::: Task input :::

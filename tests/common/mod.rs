// SPDX-License-Identifier: MIT
// Copyright 2026 Roland Dreier <roland@rolandd.dev>

use fitness_ai_client::config::Config;
use fitness_ai_client::models::Credentials;
use fitness_ai_client::services::MemoryCredentialStore;
use fitness_ai_client::FitnessClient;
use serde_json::{json, Value};
use std::sync::Arc;
use wiremock::MockServer;

pub const TEST_TOKEN: &str = "test-access-token";
pub const TEST_USER_ID: &str = "user-1";

/// Config pointing both the API and the token endpoint at the mock server.
#[allow(dead_code)]
pub fn test_config(server: &MockServer) -> Config {
    let mut config = Config::with_api_url(server.uri());
    config.oauth.token_url = format!("{}/token", server.uri());
    config
}

/// Create a client against the mock server with the given credentials.
/// Returns the client and its credential store.
#[allow(dead_code)]
pub fn create_test_client(
    server: &MockServer,
    credentials: Credentials,
) -> (FitnessClient, Arc<MemoryCredentialStore>) {
    let store = Arc::new(MemoryCredentialStore::new(credentials));
    let client = FitnessClient::new(test_config(server), store.clone())
        .expect("Failed to build test client");
    (client, store)
}

/// Client logged in as `TEST_USER_ID`.
#[allow(dead_code)]
pub fn logged_in_client(server: &MockServer) -> FitnessClient {
    create_test_client(server, Credentials::new(TEST_TOKEN, TEST_USER_ID)).0
}

/// Activity as the list endpoint returns it.
#[allow(dead_code)]
pub fn activity_json(id: Value, activity_type: &str, duration: u32, calories: u32) -> Value {
    json!({
        "id": id,
        "userId": TEST_USER_ID,
        "type": activity_type,
        "duration": duration,
        "caloriesBurned": calories,
        "createdAt": "2025-06-01T10:15:00"
    })
}
// SPDX-License-Identifier: MIT
// Copyright 2026 Roland Dreier <roland@rolandd.dev>

//! Client error taxonomy.
//!
//! Callers branch on these variants to pick fallback behavior, so the
//! transport keeps "never reached the server" apart from "server said no".

/// Application error type surfaced by the transport and everything above it.
#[derive(Debug, thiserror::Error)]
pub enum AppError {
    /// The request never produced a response (connect, DNS, reset, timeout).
    #[error("Network error: {0}")]
    Network(String),

    /// A response arrived with a non-2xx status.
    #[error("Server error: HTTP {status}: {body}")]
    Server { status: u16, body: String },

    /// The server answered 404 for the requested resource.
    #[error("Resource not found: {0}")]
    NotFound(String),

    /// The request could not be built locally.
    #[error("Invalid request: {0}")]
    InvalidRequest(String),

    /// A 2xx response whose body did not match the expected shape.
    #[error("Failed to decode response: {0}")]
    Decode(String),

    /// The caller cancelled before the response arrived.
    #[error("Request cancelled")]
    Cancelled,

    #[error("Credential store error: {0}")]
    Credentials(String),

    #[error("Internal error: {0}")]
    Internal(#[from] anyhow::Error),
}

impl AppError {
    /// True for 404 responses.
    pub fn is_not_found(&self) -> bool {
        matches!(self, AppError::NotFound(_))
    }

    /// HTTP status carried by the error, if a response was received.
    pub fn status(&self) -> Option<u16> {
        match self {
            AppError::Server { status, .. } => Some(*status),
            AppError::NotFound(_) => Some(404),
            _ => None,
        }
    }

    /// True when no response was received at all.
    pub fn is_network(&self) -> bool {
        matches!(self, AppError::Network(_))
    }
}

/// Result type alias for client operations
pub type Result<T> = std::result::Result<T, AppError>;
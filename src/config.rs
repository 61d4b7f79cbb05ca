// SPDX-License-Identifier: MIT
// Copyright 2026 Roland Dreier <roland@rolandd.dev>

//! Client configuration loaded from environment variables.
//!
//! A `.env` file in the working directory is honored for local development.

use std::env;
use std::path::PathBuf;
use std::time::Duration;

const DEFAULT_API_URL: &str = "http://localhost:8080/api";
const DEFAULT_CREDENTIALS_PATH: &str = ".fitness-ai/credentials.json";
const DEFAULT_AUTHORIZE_URL: &str =
    "http://localhost:8181/realms/fitness-oauth2/protocol/openid-connect/auth";
const DEFAULT_TOKEN_URL: &str =
    "http://localhost:8181/realms/fitness-oauth2/protocol/openid-connect/token";
const DEFAULT_CLIENT_ID: &str = "oauth2-pkce-client";
const DEFAULT_REDIRECT_URI: &str = "http://localhost:5173";
const DEFAULT_SCOPE: &str = "openid profile email offline_access";

/// Client configuration, loaded once at startup.
#[derive(Debug, Clone)]
pub struct Config {
    /// Base URL of the fitness API (all request paths are relative to it)
    pub api_url: String,
    /// Where login persists the token and user id
    pub credentials_path: PathBuf,
    /// Per-request timeout. `None` means requests may hang until cancelled.
    pub request_timeout: Option<Duration>,
    pub oauth: OAuthConfig,
}

/// OAuth2 authorization-code + PKCE settings.
#[derive(Debug, Clone)]
pub struct OAuthConfig {
    pub authorize_url: String,
    pub token_url: String,
    pub client_id: String,
    pub redirect_uri: String,
    pub scope: String,
}

impl Default for Config {
    /// Default config for testing and local development.
    fn default() -> Self {
        Self {
            api_url: DEFAULT_API_URL.to_string(),
            credentials_path: PathBuf::from(DEFAULT_CREDENTIALS_PATH),
            request_timeout: None,
            oauth: OAuthConfig::default(),
        }
    }
}

impl Default for OAuthConfig {
    fn default() -> Self {
        Self {
            authorize_url: DEFAULT_AUTHORIZE_URL.to_string(),
            token_url: DEFAULT_TOKEN_URL.to_string(),
            client_id: DEFAULT_CLIENT_ID.to_string(),
            redirect_uri: DEFAULT_REDIRECT_URI.to_string(),
            scope: DEFAULT_SCOPE.to_string(),
        }
    }
}

impl Config {
    /// Load configuration from environment variables.
    ///
    /// Every setting has a local-development default; only malformed values fail.
    pub fn from_env() -> Result<Self, ConfigError> {
        dotenvy::dotenv().ok(); // Load .env file if present

        let request_timeout = match env::var("FITNESS_REQUEST_TIMEOUT_SECS") {
            Ok(raw) => {
                let secs: u64 = raw
                    .trim()
                    .parse()
                    .map_err(|_| ConfigError::Invalid("FITNESS_REQUEST_TIMEOUT_SECS", raw))?;
                Some(Duration::from_secs(secs))
            }
            Err(_) => None,
        };

        Ok(Self {
            api_url: var_or("FITNESS_API_URL", DEFAULT_API_URL)
                .trim_end_matches('/')
                .to_string(),
            credentials_path: PathBuf::from(var_or(
                "FITNESS_CREDENTIALS_PATH",
                DEFAULT_CREDENTIALS_PATH,
            )),
            request_timeout,
            oauth: OAuthConfig {
                authorize_url: var_or("OAUTH_AUTHORIZE_URL", DEFAULT_AUTHORIZE_URL),
                token_url: var_or("OAUTH_TOKEN_URL", DEFAULT_TOKEN_URL),
                client_id: var_or("OAUTH_CLIENT_ID", DEFAULT_CLIENT_ID),
                redirect_uri: var_or("OAUTH_REDIRECT_URI", DEFAULT_REDIRECT_URI),
                scope: var_or("OAUTH_SCOPE", DEFAULT_SCOPE),
            },
        })
    }

    /// Config pointing at a specific API base URL (tests, embedders).
    pub fn with_api_url(api_url: impl Into<String>) -> Self {
        Self {
            api_url: api_url.into(),
            ..Self::default()
        }
    }
}

fn var_or(name: &str, default: &str) -> String {
    env::var(name)
        .map(|v| v.trim().to_string())
        .unwrap_or_else(|_| default.to_string())
}

/// Configuration errors
#[derive(Debug, thiserror::Error)]
pub enum ConfigError {
    #[error("Invalid value for environment variable {0}: {1:?}")]
    Invalid(&'static str, String),
}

:::

*The task*. Lines from the entries that contain the string "Some" are what must be copied.

*Result*.
            AppError::Server { status, .. } => Some(*status),
            AppError::NotFound(_) => Some(404),
                Some(Duration::from_secs(secs))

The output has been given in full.